# [MATERIAL FOR THIS TASK]

use axum::{extract::Request, http::HeaderValue, middleware::Next, response::Response};
use uuid::Uuid;

pub const REQUEST_ID_HEADER: &str = "x-request-id";

/// Propagates the caller's request id, or assigns a fresh one, on request and response.
pub async fn request_id_middleware(mut req: Request, next: Next) -> Response {
    let request_id = req
        .headers()
        .get(REQUEST_ID_HEADER)
        .and_then(|v| HeaderValue::from_bytes(v.as_bytes()).ok())
        .unwrap_or_else(fresh_request_id);

    req.headers_mut()
        .insert(REQUEST_ID_HEADER, request_id.clone());

    let mut response = next.run(req).await;
    response.headers_mut().insert(REQUEST_ID_HEADER, request_id);
    response
}

fn fresh_request_id() -> HeaderValue {
    // A hyphenated UUID is always a valid header value
    HeaderValue::from_str(&Uuid::new_v4().to_string())
        .unwrap_or_else(|_| HeaderValue::from_static("unknown"))
}
use crate::AppState;
use crate::api::error::{AppError, DELETE_ERR, ErrorResponse, UPLOAD_ERR};
use crate::services::transfer::{DeleteJob, UploadJob, UploadResult};
use crate::utils::file_name::rand_file_name;
use crate::utils::validation::{
    validate_destination, validate_file_size, validate_image_extension,
};
use axum::{
    Json,
    extract::{Multipart, State, multipart::MultipartError, rejection::JsonRejection},
    http::StatusCode,
};
use bytes::Bytes;
use serde::{Deserialize, Serialize};
use tracing::{debug, info};
use utoipa::ToSchema;
use validator::Validate;

#[derive(Debug, Deserialize, Serialize, ToSchema, Validate)]
pub struct DeleteFileRequest {
    pub destination: String,
    #[validate(length(min = 1, message = "file_name must not be empty"))]
    pub file_name: String,
}

impl From<DeleteFileRequest> for DeleteJob {
    fn from(req: DeleteFileRequest) -> Self {
        DeleteJob::new(req.destination, req.file_name)
    }
}

fn multipart_error(e: MultipartError) -> AppError {
    let err_msg = e.to_string();
    if err_msg.contains("length limit exceeded") {
        AppError::PayloadTooLarge {
            code: UPLOAD_ERR,
            message: "Request body exceeds the maximum allowed limit".to_string(),
        }
    } else {
        AppError::bad_request(UPLOAD_ERR, err_msg)
    }
}

#[utoipa::path(
    post,
    path = "/files/upload",
    request_body(content = Multipart, description = "Image parts under `files` plus a `destination` prefix"),
    responses(
        (status = 201, description = "Files uploaded and made public", body = [UploadResult]),
        (status = 400, description = "Invalid extension or size", body = ErrorResponse),
        (status = 500, description = "Transfer failed", body = ErrorResponse)
    ),
    tag = "files"
)]
pub async fn upload_files(
    State(state): State<AppState>,
    mut multipart: Multipart,
) -> Result<(StatusCode, Json<Vec<UploadResult>>), AppError> {
    let mut destination = String::new();
    let mut files: Vec<(String, Bytes)> = Vec::new();

    while let Some(field) = multipart.next_field().await.map_err(multipart_error)? {
        let name = field.name().unwrap_or_default().to_string();
        match name.as_str() {
            "files" => {
                let filename = field.file_name().unwrap_or_default().to_string();
                let data = field.bytes().await.map_err(multipart_error)?;
                files.push((filename, data));
            }
            "destination" => {
                destination = field.text().await.map_err(multipart_error)?;
            }
            other => debug!("Ignoring multipart field '{}'", other),
        }
    }

    validate_destination(&destination).map_err(|e| AppError::bad_request(UPLOAD_ERR, e.message))?;

    let mut jobs = Vec::with_capacity(files.len());
    for (filename, data) in files {
        let ext = validate_image_extension(&filename)
            .map_err(|e| AppError::bad_request(UPLOAD_ERR, e.message))?;
        validate_file_size(data.len(), state.config.file_limit)
            .map_err(|e| AppError::bad_request(UPLOAD_ERR, e.message))?;

        let file_name = rand_file_name(&ext);
        debug!("Staged '{}' as {}{}", filename, destination, file_name);
        jobs.push(UploadJob::new(data, destination.clone(), file_name, ext));
    }

    let results = state
        .transfer
        .upload_batch(jobs)
        .await
        .map_err(AppError::transfer(UPLOAD_ERR))?;

    info!("📦 {} files uploaded to '{}'", results.len(), destination);
    Ok((StatusCode::CREATED, Json(results)))
}

#[utoipa::path(
    post,
    path = "/files/delete",
    request_body = [DeleteFileRequest],
    responses(
        (status = 200, description = "Files deleted"),
        (status = 400, description = "Malformed request", body = ErrorResponse),
        (status = 500, description = "Transfer failed", body = ErrorResponse)
    ),
    tag = "files"
)]
pub async fn delete_files(
    State(state): State<AppState>,
    payload: Result<Json<Vec<DeleteFileRequest>>, JsonRejection>,
) -> Result<Json<serde_json::Value>, AppError> {
    let Json(req) = payload.map_err(|e| AppError::bad_request(DELETE_ERR, e.body_text()))?;

    for item in &req {
        item.validate()
            .map_err(|e| AppError::bad_request(DELETE_ERR, e.to_string()))?;
        validate_destination(&item.destination)
            .map_err(|e| AppError::bad_request(DELETE_ERR, e.message))?;
    }

    let jobs: Vec<DeleteJob> = req.into_iter().map(DeleteJob::from).collect();
    let count = jobs.len();

    state
        .transfer
        .delete_batch(jobs)
        .await
        .map_err(AppError::transfer(DELETE_ERR))?;

    info!("🧹 {} files deleted", count);
    Ok(Json(serde_json::Value::Null))
}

# [WHAT YOU SHOULD DO]
Where a line of the data above includes "crate", copy that line.

# [SOLVED PROBLEM]
use crate::AppState;
use crate::api::error::{AppError, DELETE_ERR, ErrorResponse, UPLOAD_ERR};
use crate::services::transfer::{DeleteJob, UploadJob, UploadResult};
use crate::utils::file_name::rand_file_name;
use crate::utils::validation::{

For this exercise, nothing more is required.